Records drawn from a dataset:

----------------------------------------

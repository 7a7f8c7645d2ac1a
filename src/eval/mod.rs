//! Evaluation harness: reconcile predicted and gold clusterings, score them, compare
//! against baselines and aggregate over the corpus.
//!
//! ## Reconciliation
//!
//! Gold senses are often annotated over a different candidate list than the one a
//! strategy clustered. [`reconcile`] restricts each side to the other's candidates and
//! drops clusters that end up empty or identical, so both clusterings cover the same
//! items before scoring.
//!
//! ## Baselines
//!
//! [`BaselineGenerator`] produces the most-frequent-sense, one-cluster-per-item and random
//! clusterings. They go through the same [`Scorer`] as the real output.
//!
//! ## Aggregation
//!
//! Corpus-level numbers are averages weighted by each word's gold cluster count, so words
//! with richer gold solutions weigh more ([`weighted_average`], [`Summary`]).

mod baseline;
mod reconcile;
mod report;
mod score;

pub use baseline::{chunk, BaselineGenerator, BaselineScores, RAND_ITER};
pub use reconcile::{gold_length, reconcile, ReconciledPair};
pub use report::{
    weighted_average, write_csv, write_summary_json, Failure, Field, ScoreRecord, Stage, Summary,
    CSV_HEADERS,
};
pub use score::{ClusterScores, PairedScorer, Scorer};
use std::collections::{BTreeMap, BTreeSet};
use std::fs;
use std::path::Path;

use sensecluster::eval::{gold_length, reconcile};
use sensecluster::io::{read_candidate_sets, read_gold, read_scores};
use sensecluster::{
    run, BaselineGenerator, CandidateSet, Config, Inputs, Method, PairedScorer, ScoreTable,
    Scorer, SenseClusterer, SenseClustering, Signals, Stage, Strategy, TargetWord, VectorTable,
};

fn clustering(clusters: &[(usize, &[&str])]) -> SenseClustering {
    SenseClustering::from_clusters(
        clusters
            .iter()
            .map(|(id, members)| (*id, members.iter().copied())),
    )
}

const INSECTS: [&str; 3] = ["beetle", "insect", "pest"];
const FAULTS: [&str; 3] = ["error", "fault", "glitch"];

/// Mutual paraphrases within each sense; cross-sense pairs are independent.
fn two_sense_tables() -> (ScoreTable, ScoreTable) {
    let mut pp = ScoreTable::new();
    let mut ent = ScoreTable::new();
    let groups = [INSECTS, FAULTS];
    for (gi, g) in groups.iter().enumerate() {
        for a in g {
            for (hi, h) in groups.iter().enumerate() {
                for b in h {
                    if a == b {
                        continue;
                    }
                    if gi == hi {
                        pp.insert(*a, *b, 3.0);
                        ent.insert(*a, *b, 0.1);
                    } else {
                        ent.insert(*a, *b, 0.9);
                    }
                }
            }
        }
    }
    (pp, ent)
}

#[test]
fn partial_agreement_scores_strictly_inside_bounds() {
    let gold = clustering(&[(1, &["a", "b"]), (2, &["c", "d"])]);
    let predicted = clustering(&[(10, &["a", "b", "c"]), (11, &["d"])]);

    let pair = reconcile(&predicted, &gold);
    assert_eq!(pair.predicted, predicted);
    assert_eq!(pair.gold, gold);

    let s = PairedScorer.score("x_n", &pair.predicted, &pair.gold).unwrap();
    for v in [s.precision, s.recall, s.v_measure] {
        assert!(v > 0.0 && v < 1.0);
    }
}

#[test]
fn extra_gold_item_is_dropped_with_emptied_cluster() {
    let gold = clustering(&[(1, &["a", "b", "e"]), (2, &["e"])]);
    let predicted = clustering(&[(0, &["a", "b"])]);
    let pair = reconcile(&predicted, &gold);
    assert_eq!(pair.gold, clustering(&[(1, &["a", "b"])]));
    assert_eq!(gold_length(&gold, &predicted.universe()), 1);
}

#[test]
fn most_frequent_sense_is_below_a_recovered_clustering() {
    let (pp, ent) = two_sense_tables();
    let set = CandidateSet::new(
        TargetWord::new("bug", "n"),
        INSECTS.iter().chain(FAULTS.iter()).copied(),
    );
    let gold = clustering(&[(0, &INSECTS), (1, &FAULTS)]);

    let strategy = Config::default()
        .with_method(Method::Spectral)
        .strategy()
        .unwrap();
    let predicted = strategy.cluster(&set, Signals::new(&pp, &ent)).unwrap();
    let pair = reconcile(&predicted, &gold);
    let scores = PairedScorer.score("bug_n", &pair.predicted, &pair.gold).unwrap();

    let baselines = BaselineGenerator::new(0)
        .score(&PairedScorer, "bug_n", &pair.universe(), &pair.gold)
        .unwrap();
    assert!((scores.v_measure - 1.0).abs() < 1e-9);
    assert!(baselines.mfs_v_measure < scores.v_measure);
}

/// Planted senses of the given sizes: paraphrases and entailment within a sense, plus one
/// vector direction per sense. Returns the set, both tables and the gold clustering.
fn planted(sizes: &[usize]) -> (CandidateSet, ScoreTable, ScoreTable, SenseClustering) {
    let groups: Vec<Vec<String>> = sizes
        .iter()
        .enumerate()
        .map(|(g, &size)| (0..size).map(|i| format!("s{g}m{i}")).collect())
        .collect();
    let mut set = CandidateSet::new(TargetWord::new("bank", "n"), groups.concat());
    let mut pp = ScoreTable::new();
    let mut ent = ScoreTable::new();
    let mut vectors = VectorTable::new();
    for (gi, g) in groups.iter().enumerate() {
        for a in g {
            let mut v = vec![0.0f32; sizes.len() + 1];
            v[gi] = 1.0;
            v[sizes.len()] = 0.1;
            vectors.insert(a.as_str(), v);
            for (hi, h) in groups.iter().enumerate() {
                for b in h.iter().filter(|b| *b != a) {
                    if gi == hi {
                        pp.insert(a.as_str(), b.as_str(), 3.0);
                        ent.insert(a.as_str(), b.as_str(), 0.1);
                    } else {
                        ent.insert(a.as_str(), b.as_str(), 0.9);
                    }
                }
            }
        }
    }
    set.attach_vectors(&vectors);
    let gold = SenseClustering::from_clusters(
        groups
            .iter()
            .enumerate()
            .map(|(g, members)| (g, members.iter().cloned())),
    );
    (set, pp, ent, gold)
}

#[test]
fn every_method_recovers_planted_senses_with_defaults() {
    for sizes in [&[3, 3][..], &[4, 4, 4], &[5, 5, 5, 5], &[2, 3, 5]] {
        let (set, pp, ent, gold) = planted(sizes);
        for method in Method::ALL {
            let out = Strategy::from(method)
                .cluster(&set, Signals::new(&pp, &ent))
                .unwrap();
            assert!(out.is_partition());
            let pair = reconcile(&out, &gold);
            let s = PairedScorer.score("bank_n", &pair.predicted, &pair.gold).unwrap();
            assert_eq!(out.len(), sizes.len(), "{method} on {sizes:?}");
            assert!((s.f_score - 1.0).abs() < 1e-9, "{method} on {sizes:?}");
            assert!((s.v_measure - 1.0).abs() < 1e-9, "{method} on {sizes:?}");
        }
    }
}

#[test]
fn unrelated_candidates_stay_apart() {
    let set = CandidateSet::new(TargetWord::new("bug", "n"), ["insect", "glitch"]);
    let pp = ScoreTable::new();
    let mut ent = ScoreTable::new();
    ent.insert("insect", "glitch", 1.0);
    ent.insert("glitch", "insect", 1.0);
    for method in [Method::Spectral, Method::Hgfc] {
        let out = Strategy::from(method)
            .cluster(&set, Signals::new(&pp, &ent))
            .unwrap();
        assert_eq!(out.len(), 2, "{method}");
    }
}

fn write(dir: &Path, name: &str, contents: &str) -> std::path::PathBuf {
    let path = dir.join(name);
    fs::write(&path, contents).unwrap();
    path
}

#[test]
fn end_to_end_from_files() {
    let dir = tempfile::tempdir().unwrap();
    let (pp, ent) = two_sense_tables();

    let candidates = write(
        dir.path(),
        "candidates.tsv",
        "# word\tpos\tcandidates\n\
         bug\tn\tbeetle\tinsect\tpest\terror\tfault\tglitch\twiretap\n\
         bank\tn\tshore\tlender\n",
    );
    let gold_path = write(
        dir.path(),
        "gold.tsv",
        "bug\tn\tanimal\tbeetle\tinsect\tpest\n\
         bug\tn\tdefect\terror\tfault\tglitch\n\
         bug\tn\tdevice\tmicrophone\n",
    );
    let pp_path = write(dir.path(), "ppdb.json", &serde_json::to_string(&pp).unwrap());
    let ent_path = write(dir.path(), "ent.json", &serde_json::to_string(&ent).unwrap());
    let config_path = write(
        dir.path(),
        "run.yaml",
        "method: spectral\nbaselines: true\nfilter_by_gold: true\n",
    );

    let config = Config::from_yaml_file(&config_path).unwrap();
    let inputs = Inputs {
        candidate_sets: read_candidate_sets(&candidates).unwrap(),
        gold: read_gold(&gold_path).unwrap(),
        vectors: None,
        paraphrase: Some(read_scores(&pp_path).unwrap()),
        entailment: Some(read_scores(&ent_path).unwrap()),
    };
    let report = run(&config, inputs, &PairedScorer).unwrap();

    // "bank" has no gold: filtered to nothing, then fails clustering.
    assert_eq!(report.summary.words, 1);
    assert_eq!(report.summary.failures.len(), 1);
    assert_eq!(report.summary.failures[0].stage, Stage::Clustering);

    let bug = &report.records[0];
    assert_eq!(bug.target, TargetWord::new("bug", "n"));
    // "device" shares nothing with the filtered candidates.
    assert_eq!(bug.gold_length, 2);
    assert!((bug.scores.f_score - 1.0).abs() < 1e-9);
    assert!(bug.baselines.mfs_v_measure < bug.scores.v_measure);

    let expected: BTreeSet<String> = INSECTS
        .iter()
        .chain(FAULTS.iter())
        .map(|s| s.to_string())
        .collect();
    assert_eq!(bug.actual_solution.universe(), expected);

    let mut csv = Vec::new();
    sensecluster::eval::write_csv(&report.records, &mut csv).unwrap();
    assert_eq!(String::from_utf8(csv).unwrap().lines().count(), 2);
}

#[test]
fn configuration_errors_abort_before_any_word() {
    let inputs = Inputs {
        candidate_sets: vec![CandidateSet::new(TargetWord::new("bug", "n"), ["insect"])],
        gold: BTreeMap::from([(
            TargetWord::new("bug", "n"),
            clustering(&[(0, &["insect"])]),
        )]),
        vectors: None,
        paraphrase: Some(ScoreTable::new()),
        entailment: None,
    };
    let err = run(&Config::default(), inputs, &PairedScorer).unwrap_err();
    assert!(!err.is_per_word());
    assert!("louvain".parse::<Method>().is_err());
}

----------------------------------------

> TASK DETAILS
Search the entries for the word "tbeetle", then copy every line in which it is found.

> ANSWER SECTION
         bug\tn\tbeetle\tinsect\tpest\terror\tfault\tglitch\twiretap\n\
        "bug\tn\tanimal\tbeetle\tinsect\tpest\n\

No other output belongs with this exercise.